[tor-commits] [torspec/master] Prop 247: Some notes from mailinglist discussion

Sun May 27 13:59:29 UTC 2018

commit d0bbdb3ccb19f1821670f6684eaf1c609281f2e8
Author: Mike Perry <mikeperry-git at torproject.org>
Date:   Wed Jan 27 13:47:24 2016 -0800

    Prop 247: Some notes from mailinglist discussion
---
 proposals/247-hs-guard-discovery.txt | 35 +++++++++++++++++++++++++++++++++--
 1 file changed, 33 insertions(+), 2 deletions(-)

diff --git a/proposals/247-hs-guard-discovery.txt b/proposals/247-hs-guard-discovery.txt
index 51e5248..99b196c 100644
--- a/proposals/247-hs-guard-discovery.txt
+++ b/proposals/247-hs-guard-discovery.txt
@@ -103,6 +103,25 @@ Status: Draft
   Each node's rotation time is tracked independently, to avoid disclosing
   the rotation times of the primary and second-level guards.
 
+  XXX: IP and RP actually need to be separate 4th hops.
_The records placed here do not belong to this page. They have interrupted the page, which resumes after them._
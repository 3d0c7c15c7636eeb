//! Douglas-Peucker simplification
//!
//! Removes points whose squared distance to the chord between the retained
//! neighbours stays within the tolerance. Rings force the first two split
//! levels so they keep at least two interior points and never collapse to a
//! line.

use crate::geometry::{segment_distance_sq, CoordinateBuffer, Geometry, Topology};

/// Split levels forced for rings regardless of tolerance
const RING_FORCED_SPLITS: u32 = 2;

/// Douglas-Peucker simplification of a single coordinate sequence
///
/// `tolerance` is a distance; it is compared against squared distances as
/// `tolerance * |tolerance|`. Empty input and negative or NaN tolerances
/// return an unmodified copy; an infinite tolerance keeps only what the
/// endpoints and ring minimum require. First and last points are always kept.
pub fn douglas_peucker(coords: &CoordinateBuffer, tolerance: f64, topology: Topology) -> CoordinateBuffer {
    let n = coords.len();
    if n < 3 || tolerance < 0.0 || tolerance.is_nan() {
        return coords.clone();
    }

    let sq_tolerance = tolerance * tolerance.abs();
    let forced = match topology {
        Topology::Ring => RING_FORCED_SPLITS,
        Topology::Open => 0,
    };

    let mut kept = vec![false; n];
    kept[0] = true;
    kept[n - 1] = true;

    // (first, last, forced splits remaining)
    let mut stack = vec![(0usize, n - 1, forced)];
    while let Some((first, last, forced)) = stack.pop() {
        let force = forced > 0;
        let mut max_sq_dist = if force { -1.0 } else { sq_tolerance };
        let mut index = None;

        let a = coords.point(first);
        let b = coords.point(last);
        for i in (first + 1)..last {
            let d = segment_distance_sq(coords.point(i), a, b);
            if d > max_sq_dist {
                max_sq_dist = d;
                index = Some(i);
            }
        }

        // index is only set when the max exceeds tolerance or the split is forced
        if let Some(index) = index {
            kept[index] = true;
            let forced = forced.saturating_sub(1);
            if last - index > 1 {
                stack.push((index, last, forced));
            }
            if index - first > 1 {
                stack.push((first, index, forced));
            }
        }
    }

    let mut result = CoordinateBuffer::with_capacity(kept.iter().filter(|&&k| k).count());
    for (i, _) in kept.iter().enumerate().filter(|(_, &k)| k) {
        result.force_add_point(coords.x(i), coords.y(i));
    }
    result
}

/// Douglas-Peucker over every line and ring of a geometry
pub fn simplify_dp(geom: &Geometry, tolerance: f64) -> Geometry {
    geom.map_sequences(|coords, topology| douglas_peucker(coords, tolerance, topology))
}
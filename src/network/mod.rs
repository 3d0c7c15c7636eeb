//! Line network module
//!
//! # Submodules
//! - `graph` - Arena graph over grid-snapped nodes
//! - `merger` - Network build, degree-2 merge and cleanup phases

mod graph;
mod merger;

pub use graph::{Edge, EdgeId, Graph, GridKey, Node, NodeId};
pub use merger::NetworkLoopMerger;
On the server side,
+  IP should be separate to better unlink IP from the 3rd layer guards,
+  and on the client side, the RP needs to come from the full network to
+  avoid cross-visit linkability. So it's seven proxies all teh time...
+
+  XXX: What about hsdir fetch? to avoid targeting and visit linkability,
+  it needs an emphemeral hop too.. Unless we believe that linkability is low?
+  It is lower than IP linkability, since the hsdescs can be cached for a bit.
+  But if we are worried about visit linkability, then client should also add
+  an extra ephemeral hop during IP visits, making that circuit 8 hops long...
+
+  XXX: Emphemeral hops for service side before RP?
+
+  XXX: Really crazy idea: We can provide multiple path security levels.
+  We could have full 4 hops, or combine Layer2+Layer3, or combine Layer1+Layer2
+  and Layer3+Layer4 for lower-security HS circs..
+
+  XXX: update the load balancing proposal with the outcome of this :/
+
   XXX how should proposal 241 ("Resisting guard-turnover attacks") be
       applied here?
 
@@ -504,6 +523,14 @@ Status: Draft
   be used for the second and third-level nodes at all, and to allow the
   primary guard to be chosen as a rend point.
 
+  XXX: Dgoulet suggested using arbitrary subsets here rather than the
+  no Guard-flag restriction, esp since Layer2 inference is still a
+  possibility.
+
+  XXX: If a Guard-flagged node is chosen for the alls IP or RP, raise
+  protocolerror. Refuse connection. Or allow our guard/other nodes in
+  IP/RP..
+
   Additionally, in order to further limit the exposure of secondary guards
   to sybil attacks, the bin position of the third-level guards should be
   stable over long periods of time. When choosing third-level guards, these
@@ -517,8 +544,8 @@ Status: Draft
 4.4. Denial of service
 
   Since it will be fairly trivial for the adversary to enumerate the
-  current set of rend nodes for a hidden service, denial of service
-  becomes a serious risk for Vanguard users.
+  current set of third-layer guards for a hidden service, denial of
+  service becomes a serious risk for Vanguard users.
 
   For this reason, it is important to support a large number of
   third-level guards, to increase the amount of resources required to
@@ -532,6 +559,10 @@ Status: Draft
   unwise to simply replace unresponsive third-level guards that fail to
   complete circuits, as this will accelerate the Sybil attack.
 
+4.5. Path Bias
+
+XXX: Re-use Prop#259 here.
+
 
 5. Performance considerations